Pregnancy and Swelling

Most, if not all, women will experience swelling during pregnancy. Some women make it through with nominal swelling, while others will suffer with painfully swollen faces, hands, legs and feet. A certain degree of swelling during pregnancy is typical, and no cause for concern, but excessive swelling can be a symptom of a more serious pregnancy condition, preeclampsia.

Pregnancy requires the body to have additional fluid for the increase in circulating blood, amniotic fluid, and to meet the baby's needs. Whether you drink more or less fluids, your body will retain what it must to meet these needs, even taking the fluid from the intestines, increasing your chances of getting constipated. In fact, your body retains so much additional fluid, you may be carrying up to 20 extra pounds (9 kg) of water weight by the end of your pregnancy.

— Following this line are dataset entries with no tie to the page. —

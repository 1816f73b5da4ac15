// SPDX-FileCopyrightText: 2026 Blufio Contributors
// SPDX-License-Identifier: MIT OR Apache-2.0

//! Tool trait and registry for model-invocable functions.
//!
//! The [`Tool`] trait is the interface every built-in function implements.
//! The [`ToolRegistry`] owns tool lookup by name, validates arguments
//! against the tool's JSON Schema, and generates Responses-format function
//! definitions for the provider.

use std::collections::HashMap;
use std::sync::Arc;

use async_trait::async_trait;
use parley_core::ParleyError;
use serde_json::Value;
use tracing::debug;

/// A named, schema-described function the model may call.
///
/// `invoke` receives arguments that have already passed schema validation
/// and returns any JSON-serializable result, or a [`ParleyError::Tool`]
/// carrying a human-readable message.
#[async_trait]
pub trait Tool: Send + Sync {
    /// Unique name, used for dispatch and in the provider definition.
    fn name(&self) -> &str;

    fn description(&self) -> &str;

    /// JSON Schema of the argument object.
    fn parameters_schema(&self) -> Value;

    async fn invoke(&self, input: Value) -> Result<Value, ParleyError>;
}

/// Registry of available tools, indexed by name.
pub struct ToolRegistry {
    tools: HashMap<String, Arc<dyn Tool>>,
}

impl ToolRegistry {
    pub fn new() -> Self {
        Self {
            tools: HashMap::new(),
        }
    }

    /// Registers a tool under its `name()`, replacing any previous entry.
    pub fn register(&mut self, tool: Arc<dyn Tool>) {
        self.tools.insert(tool.name().to_string(), tool);
    }

    pub fn get(&self, name: &str) -> Option<Arc<dyn Tool>> {
        self.tools.get(name).cloned()
    }

    /// Returns (name, description) pairs sorted by name.
    pub fn list(&self) -> Vec<(&str, &str)> {
        let mut entries: Vec<(&str, &str)> = self
            .tools
            .values()
            .map(|t| (t.name(), t.description()))
            .collect();
        entries.sort_by_key(|(name, _)| *name);
        entries
    }

    /// Returns Responses-format function definitions, sorted by name.
    ///
    /// ```json
    /// {
    ///   "type": "function",
    ///   "name": "dateTime",
    ///   "description": "...",
    ///   "parameters": { ... JSON Schema ... },
    ///   "strict": true
    /// }
    /// ```
    pub fn tool_definitions(&self) -> Vec<Value> {
        let mut tools: Vec<&Arc<dyn Tool>> = self.tools.values().collect();
        tools.sort_by(|a, b| a.name().cmp(b.name()));
        tools
            .into_iter()
            .map(|t| {
                serde_json::json!({
                    "type": "function",
                    "name": t.name(),
                    "description": t.description(),
                    "parameters": t.parameters_schema(),
                    "strict": true,
                })
            })
            .collect()
    }

    /// Parses `arguments` as JSON, validates it against the tool's schema,
    /// and runs the tool.
    ///
    /// Unknown names, malformed JSON, and schema violations are all
    /// reported as [`ParleyError::Tool`] so the caller can feed the message
    /// back to the model.
    pub async fn invoke(&self, name: &str, arguments: &str) -> Result<Value, ParleyError> {
        let tool = self
            .get(name)
            .ok_or_else(|| ParleyError::tool(format!("unknown tool: {name}")))?;

        let input: Value = serde_json::from_str(arguments).map_err(|e| ParleyError::Tool {
            message: format!("invalid arguments for {name}: {e}"),
            source: Some(Box::new(e)),
        })?;

        validate_arguments(name, &tool.parameters_schema(), &input)?;

        debug!(tool = %name, "invoking tool");
        tool.invoke(input).await
    }

    pub fn len(&self) -> usize {
        self.tools.len()
    }

    pub fn is_empty(&self) -> bool {
        self.tools.is_empty()
    }
}

impl Default for ToolRegistry {
    fn default() -> Self {
        Self::new()
    }
}

fn validate_arguments(name: &str, schema: &Value, input: &Value) -> Result<(), ParleyError> {
    let validator = jsonschema::validator_for(schema)
        .map_err(|e| ParleyError::tool(format!("invalid schema for {name}: {e}")))?;

    let problems: Vec<String> = validator
        .iter_errors(input)
        .map(|e| {
            let path = e.instance_path.to_string();
            if path.is_empty() {
                e.to_string()
            } else {
                format!("{path}: {e}")
            }
        })
        .collect();

    if problems.is_empty() {
        Ok(())
    } else {
        Err(ParleyError::tool(format!(
            "invalid arguments for {name}: {}",
            problems.join("; ")
        )))
    }
}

In addition to the pregnancy hormones that contribute to swelling, poor circulation and gravity can exacerbate fluid retention. By half-way to the end of your second trimester, swelling should be rearing its ugly head. Some women on the other hand, start retaining fluid virtually from day one of their pregnancies. You may start to notice that by your fifth month, swelling has become a daily occurrence.

Normal swelling is typically described as gravity edema, swelling that gets better or worse with gravity. If you find that long periods of time spent standing results in some swelling around your legs, feet and hands, you have gravity edema. This, along with a normal weight gain, normal blood pressure and the absence of protein in your urine is not cause for concern.

If you experience severe, and/or sudden swelling in your face or extremities, then you may have preeclampsia. A particular cause for concern is when you experience extreme swelling along with high blood pressure, headache and what is called "pitting edema." Pitting edema occurs when simple pressure on the swollen extremity results in denting. If your swelling doesn't subside after putting your legs up for an hour, then you may be developing preeclampsia.

Unfortunately, there's not a whole lot you can do about swelling during pregnancy, especially if you have significant swelling, or you're towards the end of your third trimester. It's also hard to avoid during hot and humid weather. Try the following to alleviate your swelling:

  • Avoid one position for extended periods of time, especially standing or sitting
  • Try putting your feet up whenever you can — as soon as you get home be sure to get your shoes off and your feet up.
  • Improve your circulation by getting good, low impact exercise and plenty of fluids.
  • Sleep on your left side — this improves blood flow and circulation to your uterus, and lower extremities.
  • Avoid tight socks and wristbands which may reduce circulation.
  • Limit your salt intake, and be mindful of processed foods and soda which may have more sodium than you think.